= Beginning of Section =
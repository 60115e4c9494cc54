//! Worker lifecycle and event dispatch
//!
//! States and transitions follow the service worker lifecycle
//! (https://w3c.github.io/ServiceWorker/#service-worker-lifetime): one
//! generation moves forward through install and activation, and a
//! replaced or failed generation goes redundant and never runs again.

use std::fmt;
use std::sync::atomic::{AtomicBool, Ordering};
use std::sync::Arc;

use parking_lot::RwLock;
use serde::{Deserialize, Serialize};

use fetch_types::{FetchRequest, FetchResponse};
use notifications::NotificationRecord;

use crate::error::{WorkerError, WorkerResult};
use crate::events::{ClickOutcome, NotificationClickEvent, PushEvent};
use crate::handler::{ActivateReport, InstallReport, WorkerEventHandler};

/// Lifecycle states of one worker generation.
#[derive(Debug, Clone, Copy, PartialEq, Eq, Hash, Serialize, Deserialize)]
pub enum WorkerState {
    /// Script evaluated, nothing run yet.
    Parsed,
    Installing,
    /// Install settled, waiting to activate.
    Installed,
    Activating,
    /// Controlling pages and handling events.
    Activated,
    /// Replaced or failed. Terminal.
    Redundant,
}

impl WorkerState {
    /// Whether fetch, push and click events may be dispatched.
    pub fn can_handle_events(&self) -> bool {
        matches!(self, WorkerState::Activated)
    }

    pub fn is_terminal(&self) -> bool {
        matches!(self, WorkerState::Redundant)
    }

    /// Valid state machine steps. Any non-terminal state may go
    /// redundant.
    pub fn can_transition_to(&self, next: WorkerState) -> bool {
        if self.is_terminal() {
            return false;
        }
        if next == WorkerState::Redundant {
            return true;
        }
        matches!(
            (*self, next),
            (WorkerState::Parsed, WorkerState::Installing)
                | (WorkerState::Installing, WorkerState::Installed)
                | (WorkerState::Installed, WorkerState::Activating)
                | (WorkerState::Activating, WorkerState::Activated)
        )
    }
}

impl fmt::Display for WorkerState {
    fn fmt(&self, f: &mut fmt::Formatter<'_>) -> fmt::Result {
        let name = match self {
            WorkerState::Parsed => "parsed",
            WorkerState::Installing => "installing",
            WorkerState::Installed => "installed",
            WorkerState::Activating => "activating",
            WorkerState::Activated => "activated",
            WorkerState::Redundant => "redundant",
        };
        write!(f, "{name}")
    }
}

/// Drives one worker generation and dispatches events to it
///
/// Each dispatch awaits the handler's future to completion before the
/// event counts as released. Event failures after activation are logged
/// and returned without touching the state: the worker stays activated
/// and keeps serving.
pub struct WorkerHost {
    handler: Arc<dyn WorkerEventHandler>,
    state: RwLock<WorkerState>,
    skip_waiting: AtomicBool,
}

impl WorkerHost {
    /// Wraps a freshly parsed worker.
    pub fn new(handler: Arc<dyn WorkerEventHandler>) -> Self {
        WorkerHost {
            handler,
            state: RwLock::new(WorkerState::Parsed),
            skip_waiting: AtomicBool::new(false),
        }
    }

    pub fn state(&self) -> WorkerState {
        *self.state.read()
    }

    /// Whether install asked to activate without waiting for old
    /// clients to release the previous generation.
    pub fn skip_waiting_requested(&self) -> bool {
        self.skip_waiting.load(Ordering::SeqCst)
    }

    /// Runs the install phase. A precache warning is already part of a
    /// successful report; only a hard handler failure makes the
    /// generation redundant.
    pub async fn install(&self) -> WorkerResult<InstallReport> {
        self.transition("install", WorkerState::Installing)?;
        match self.handler.on_install().await {
            Ok(report) => {
                if report.skip_waiting {
                    log::info!("skip waiting requested");
                    self.skip_waiting.store(true, Ordering::SeqCst);
                }
                self.transition("install", WorkerState::Installed)?;
                Ok(report)
            }
            Err(err) => {
                log::error!("install failed: {err}");
                self.retire();
                Err(err)
            }
        }
    }

    /// Runs the activation phase. On success the worker starts handling
    /// events; on failure the generation goes redundant.
    pub async fn activate(&self) -> WorkerResult<ActivateReport> {
        self.transition("activate", WorkerState::Activating)?;
        match self.handler.on_activate().await {
            Ok(report) => {
                self.transition("activate", WorkerState::Activated)?;
                Ok(report)
            }
            Err(err) => {
                log::error!("activation failed: {err}");
                self.retire();
                Err(err)
            }
        }
    }

    /// Dispatches a fetch event. Requires the activated state.
    pub async fn handle_fetch(&self, request: FetchRequest) -> WorkerResult<FetchResponse> {
        self.require_active("fetch event")?;
        self.handler
            .on_fetch(request)
            .await
            .map_err(|err| self.event_failed("fetch", err))
    }

    /// Dispatches a push event. Requires the activated state.
    pub async fn handle_push(&self, event: PushEvent) -> WorkerResult<NotificationRecord> {
        self.require_active("push event")?;
        self.handler
            .on_push(event)
            .await
            .map_err(|err| self.event_failed("push", err))
    }

    /// Dispatches a notification click. Requires the activated state.
    pub async fn handle_notification_click(
        &self,
        event: NotificationClickEvent,
    ) -> WorkerResult<ClickOutcome> {
        self.require_active("notificationclick event")?;
        self.handler
            .on_notification_click(event)
            .await
            .map_err(|err| self.event_failed("notificationclick", err))
    }

    /// Marks the generation redundant, as when a newer one takes over.
    pub fn retire(&self) {
        let mut state = self.state.write();
        if !state.is_terminal() {
            log::info!("worker {} -> redundant", *state);
            *state = WorkerState::Redundant;
        }
    }

    fn transition(&self, operation: &'static str, next: WorkerState) -> WorkerResult<()> {
        let mut state = self.state.write();
        if !state.can_transition_to(next) {
            return Err(WorkerError::InvalidState {
                operation,
                state: *state,
            });
        }
        log::info!("worker {} -> {next}", *state);
        *state = next;
        Ok(())
    }

    fn require_active(&self, operation: &'static str) -> WorkerResult<()> {
        let state = self.state();
        if !state.can_handle_events() {
            return Err(WorkerError::InvalidState { operation, state });
        }
        Ok(())
    }

    // Event failures are fatal to the event, not to the worker.
    fn event_failed(&self, kind: &str, err: WorkerError) -> WorkerError {
        log::error!("{kind} event failed: {err}");
        err
    }
}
= End of Section =
*Exercise instructions*:
Where the string "without" shows up in the listing above, copy the line that holds it.

*Reply to the exercise*:
/// and returned without touching the state: the worker stays activated
    /// Whether install asked to activate without waiting for old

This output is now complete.